# **Variational Autoencoder**
* VAE is one of the building blocks of the Stable Diffusion. We will introducing in the model, how it work, the architecture and the maths behind VAEs. Understanding VAEs you will have covered more than 50 percent of the mess that you need for the Stable Difusion.
## **What is an Autoencoder?**
* AE is a model that is made of two smaller models: encoder and decoder. Both of them are joined together by this bottleneck **Z**.
* The goal of the encoder is to take some input and convert it into a lower dimensional representation (let's call it **Z**), and then if we take this lower dimensional representation, **Z**, and give it as input to the decoder we hope that the model will reproduce the original data 
    * We want to compress the original data into a lower dimension.
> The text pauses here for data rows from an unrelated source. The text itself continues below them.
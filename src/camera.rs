//! Fixed look-at camera for the scene.

use glam::{Mat4, Vec3};

use crate::params::RenderConfig;

/// Camera rest position, off to the side looking back at the origin
const EYE: Vec3 = Vec3::new(-70.0, 0.0, 0.0);
const TARGET: Vec3 = Vec3::ZERO;

/// Perspective camera; only the aspect ratio changes after creation,
/// driven by window resize events.
pub struct Camera {
    pub eye: Vec3,
    pub target: Vec3,
    fov_degrees: f32,
    near_plane: f32,
    far_plane: f32,
    aspect: f32,
}

impl Camera {
    pub fn new(config: &RenderConfig) -> Self {
        Self {
            eye: EYE,
            target: TARGET,
            fov_degrees: config.fov_degrees,
            near_plane: config.near_plane,
            far_plane: config.far_plane,
            aspect: config.aspect_ratio(),
        }
    }

    /// Track a new output surface size.
    ///
    /// Idempotent; callers pass every resize event through without
    /// deduplication.
    pub fn set_aspect(&mut self, width: u32, height: u32) {
        self.aspect = width as f32 / height as f32;
    }

    pub fn aspect(&self) -> f32 {
        self.aspect
    }

    /// Combined view-projection matrix for the current aspect ratio
    pub fn view_proj(&self) -> Mat4 {
        let view = Mat4::look_at_rh(self.eye, self.target, Vec3::Y);
        let proj = Mat4::perspective_rh(
            self.fov_degrees.to_radians(),
            self.aspect,
            self.near_plane,
            self.far_plane,
        );
        proj * view
    }
}

#[cfg(test)]
mod tests {
    use super::*;

    #[test]
    fn test_set_aspect_is_exact_and_idempotent() {
        let mut camera = Camera::new(&RenderConfig::default());

        camera.set_aspect(1920, 1080);
        let first = camera.aspect();
        assert_eq!(first, 1920.0 / 1080.0);

        camera.set_aspect(1920, 1080);
        assert_eq!(camera.aspect(), first);
    }

    #[test]
    fn test_view_proj_is_valid() {
        let camera = Camera::new(&RenderConfig::default());
        let view_proj = camera.view_proj();

        assert_ne!(view_proj, Mat4::IDENTITY);
        assert_ne!(view_proj, Mat4::ZERO);
        assert!(view_proj.to_cols_array().iter().all(|v| v.is_finite()));
    }

    #[test]
    fn test_aspect_follows_resize() {
        let config = RenderConfig {
            width: 800,
            height: 600,
            ..Default::default()
        };
        let mut camera = Camera::new(&config);
        assert_eq!(camera.aspect(), 800.0 / 600.0);

        let before = camera.view_proj();
        camera.set_aspect(640, 480);
        assert_eq!(camera.aspect(), 640.0 / 480.0);
        // same ratio, so the projection is unchanged
        assert_eq!(camera.view_proj(), before);
    }
}
//! Wavy sphere surface: welded lat/lon tessellation plus its wave field.

use std::f32::consts::{PI, TAU};

use glam::Vec3;
use rand::Rng;

use crate::params::{lerp_rgb, SphereParams, WaveParams};
use crate::waves::{WaveField, WaveMotion};

/// Sphere mesh with one oscillator per welded vertex.
///
/// Normals and colors are fixed at creation; only the positions in the
/// wave field move. Normals stay the rest-pose radial directions even
/// while vertices are displaced.
pub struct SphereSurface {
    pub field: WaveField,
    normals: Vec<[f32; 3]>,
    colors: Vec<[f32; 3]>,
    indices: Vec<u32>,
}

impl SphereSurface {
    pub fn new<R: Rng>(params: &SphereParams, waves: &WaveParams, rng: &mut R) -> Self {
        let (bases, indices) = tessellate(
            params.radius,
            params.width_segments,
            params.height_segments,
        );

        let normals = bases
            .iter()
            .map(|base| (*base / params.radius).to_array())
            .collect();

        // Two-stop gradient along the vertical axis, top color at +y
        let colors = bases
            .iter()
            .map(|base| {
                let t = (base.y / params.radius + 1.0) * 0.5;
                lerp_rgb(params.color_bottom, params.color_top, t)
            })
            .collect();

        let field = WaveField::new(bases, WaveMotion::SphereAxis, waves, rng);

        Self {
            field,
            normals,
            colors,
            indices,
        }
    }

    pub fn vertex_count(&self) -> usize {
        self.field.len()
    }

    /// Rest-pose unit normals, parallel to the wave field
    pub fn normals(&self) -> &[[f32; 3]] {
        &self.normals
    }

    /// Per-vertex gradient colors, parallel to the wave field
    pub fn colors(&self) -> &[[f32; 3]] {
        &self.colors
    }

    /// Triangle list indices into the wave field positions
    pub fn indices(&self) -> &[u32] {
        &self.indices
    }
}

/// Generate a lat/lon sphere with shared pole and seam vertices, so
/// every surface point owns exactly one oscillator.
fn tessellate(radius: f32, width_segments: u32, height_segments: u32) -> (Vec<Vec3>, Vec<u32>) {
    let w = width_segments;
    let h = height_segments;

    let mut vertices = Vec::with_capacity(((h - 1) * w + 2) as usize);
    vertices.push(Vec3::new(0.0, radius, 0.0));
    for iy in 1..h {
        let theta = iy as f32 * PI / h as f32;
        for ix in 0..w {
            let phi = ix as f32 * TAU / w as f32;
            vertices.push(Vec3::new(
                radius * theta.sin() * phi.cos(),
                radius * theta.cos(),
                radius * theta.sin() * phi.sin(),
            ));
        }
    }
    vertices.push(Vec3::new(0.0, -radius, 0.0));

    // Ring vertex lookup with seam wrap; ring 1 starts after the pole
    let ring = |iy: u32, ix: u32| 1 + (iy - 1) * w + (ix % w);

    let mut indices = Vec::with_capacity((6 * w * (h - 1)) as usize);

    for ix in 0..w {
        indices.extend_from_slice(&[0, ring(1, ix + 1), ring(1, ix)]);
    }

    for iy in 1..h - 1 {
        for ix in 0..w {
            let a = ring(iy, ix);
            let b = ring(iy, ix + 1);
            let c = ring(iy + 1, ix);
            let d = ring(iy + 1, ix + 1);
            indices.extend_from_slice(&[a, b, c, b, d, c]);
        }
    }

    let south = (h - 1) * w + 1;
    for ix in 0..w {
        indices.extend_from_slice(&[south, ring(h - 1, ix), ring(h - 1, ix + 1)]);
    }

    (vertices, indices)
}

#[cfg(test)]
mod tests {
    use super::*;
    use rand::rngs::StdRng;
    use rand::SeedableRng;

    fn default_sphere() -> SphereSurface {
        let mut rng = StdRng::seed_from_u64(3);
        SphereSurface::new(&SphereParams::default(), &WaveParams::default(), &mut rng)
    }

    #[test]
    fn test_welded_vertex_count() {
        let sphere = default_sphere();
        // (h - 1) rings of w vertices plus the two poles
        assert_eq!(sphere.vertex_count(), 59 * 60 + 2);
        assert_eq!(sphere.normals().len(), sphere.vertex_count());
        assert_eq!(sphere.colors().len(), sphere.vertex_count());
    }

    #[test]
    fn test_index_count_and_bounds() {
        let sphere = default_sphere();
        assert_eq!(sphere.indices().len(), 6 * 60 * 59);
        assert_eq!(sphere.indices().len() % 3, 0);

        let count = sphere.vertex_count() as u32;
        assert!(sphere.indices().iter().all(|&i| i < count));
    }

    #[test]
    fn test_bases_on_sphere_with_radial_normals() {
        let sphere = default_sphere();
        for (wave, normal) in sphere.field.waves().iter().zip(sphere.normals()) {
            assert!((wave.base.length() - 10.0).abs() < 1e-4);
            let n = Vec3::from_array(*normal);
            assert!((n.length() - 1.0).abs() < 1e-5);
            assert!((n * 10.0 - wave.base).length() < 1e-4);
        }
    }

    #[test]
    fn test_gradient_colors_follow_height() {
        let params = SphereParams::default();
        let sphere = default_sphere();

        // north pole is generated first, south pole last
        let first = sphere.colors()[0];
        let last = sphere.colors()[sphere.colors().len() - 1];
        for axis in 0..3 {
            assert!((first[axis] - params.color_top[axis]).abs() < 1e-5);
            assert!((last[axis] - params.color_bottom[axis]).abs() < 1e-5);
        }
    }

    #[test]
    fn test_only_x_moves_when_advanced() {
        let mut sphere = default_sphere();
        let bases: Vec<_> = sphere.field.waves().iter().map(|w| w.base).collect();

        for _ in 0..10 {
            sphere.field.advance();
        }

        for (base, position) in bases.iter().zip(sphere.field.positions()) {
            assert_eq!(position[1], base.y);
            assert_eq!(position[2], base.z);
        }
    }
}
//! One backup run over every configured database.
//!
//! Order of a run: sweep stale logs, stop services, then per database sweep
//! old artifacts and take a snapshot, then archive every database, then start
//! services again. A database that fails is logged and skipped, the others
//! are still attempted, and services are always restarted.

use crate::backup::backup_config::ResolvedConfig;
use crate::backup::clock::Clock;
use crate::backup::compress::{Archiver, Compressor};
use crate::backup::database::DatabaseDescriptor;
use crate::backup::disk::DiskSpace;
use crate::backup::process::ProcessRunner;
use crate::backup::result_error::error::Error;
use crate::backup::result_error::result::{convert_error_vec, Result};
use crate::backup::result_error::WithMsg;
use crate::backup::retention::{
    backup_archive_pattern, backup_db_pattern, log_file_pattern, rotated_archive_db_pattern,
    sweep,
};
use crate::backup::services::{ServiceAction, ServiceController};
use crate::backup::snapshot::{MoveRetry, SnapshotEngine, SnapshotOutcome, WorkingCopyMode};

use bon::Builder;
use itertools::Itertools;

use std::path::PathBuf;
use std::time::SystemTime;

/// Process exit codes derived from a [`RunReport`].
pub mod exit_code {
    pub const SUCCESS: i32 = 0;
    pub const STARTUP_FAILURE: i32 = 1;
    pub const PARTIAL_FAILURE: i32 = 2;
    pub const TOTAL_FAILURE: i32 = 3;
}

#[derive(Debug)]
pub struct DatabaseReport {
    pub name: String,
    pub snapshot: Result<SnapshotOutcome>,
    pub archive: Option<Result<PathBuf>>,
}

impl DatabaseReport {
    fn new(name: &str, snapshot: Result<SnapshotOutcome>) -> Self {
        Self {
            name: name.to_string(),
            snapshot,
            archive: None,
        }
    }

    /// Whether this database ended the run without a usable new backup.
    pub fn failed(&self, strict_size_check: bool) -> bool {
        match (&self.snapshot, &self.archive) {
            (Err(_), _) => true,
            (Ok(_), Some(Err(_))) => true,
            (Ok(outcome), _) => strict_size_check && outcome.too_small,
        }
    }

    pub fn errors(&self) -> Vec<String> {
        let mut errors = Vec::new();
        match &self.snapshot {
            Err(e) => errors.push(e.to_string()),
            Ok(outcome) if outcome.too_small => errors.push(
                Error::BackupTooSmall {
                    path: outcome.artifact.clone(),
                    backup_size: outcome.backup_size,
                    db_size: outcome.db_size,
                }
                .to_string(),
            ),
            Ok(_) => {}
        }
        if let Some(Err(e)) = &self.archive {
            errors.push(e.to_string());
        }
        errors
    }
}

#[derive(Debug)]
pub struct RunReport {
    pub date: String,
    pub strict_size_check: bool,
    pub databases: Vec<DatabaseReport>,
    pub service_failures: Vec<ServiceAction>,
    /// Every retention sweep failure of the run, folded into one error.
    pub sweep_failure: Option<Error>,
}

impl RunReport {
    pub fn failed_count(&self) -> usize {
        self.databases
            .iter()
            .filter(|d| d.failed(self.strict_size_check))
            .count()
    }

    pub fn exit_code(&self) -> i32 {
        let failed = self.failed_count();
        if failed == 0 {
            exit_code::SUCCESS
        } else if failed == self.databases.len() {
            exit_code::TOTAL_FAILURE
        } else {
            exit_code::PARTIAL_FAILURE
        }
    }

    pub fn log_summary(&self) {
        for db in &self.databases {
            if db.failed(self.strict_size_check) {
                tracing::error!("{}: FAILED\n{}", db.name, db.errors().join("\n"));
            } else if let Some(Ok(archive)) = &db.archive {
                tracing::info!("{}: OK -> {:?}", db.name, archive);
            } else {
                tracing::warn!("{}: finished with warnings: {}", db.name, db.errors().join("; "));
            }
        }
        for action in &self.service_failures {
            tracing::warn!("Service command failed: {}", action.command);
        }
        if let Some(e) = &self.sweep_failure {
            tracing::warn!("Old files were not all deleted:\n{e}");
        }
        tracing::info!(
            "Backup finished: {} of {} database(s) failed",
            self.failed_count(),
            self.databases.len()
        );
    }
}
It is like the process to compress a `.jpg` file into a `.zip` file, an then decompress for obtaining then the `.jpg` file.
    * The difference between the AE and compression is that the AE is a NN that could not reproduce the exact original input but will try to reproduce as much as possible of the original input.
    *  ***What makes a good AE?*** 
        * The code should be as small as possible that is the lower representation of the data, and the reconstructed input should be as close as possible to the original input.
    * ***What is the problem with AE?*** 
        * The problem with AEs is that the code learned by the model doesn't make sense. That is, the model just learns a mapping between input data and **Z** but doesn't learn any semantic relationship that distingish very well differents image inputs (there could be the situation where the code learned for a picture X is very similar to the code learned or a picture Y). So the model didn't capture any relationship between the data or any semantic relationship between the data: this is why we introduced the **Variational Autoencoder**.
## **What about the VAE?**
* In the VAE we learn a latent space (not a code) which represents a multivariate distribution over this data, and we hope that this multivariate distribution (this latent space) captures also the semantic relationship between the data.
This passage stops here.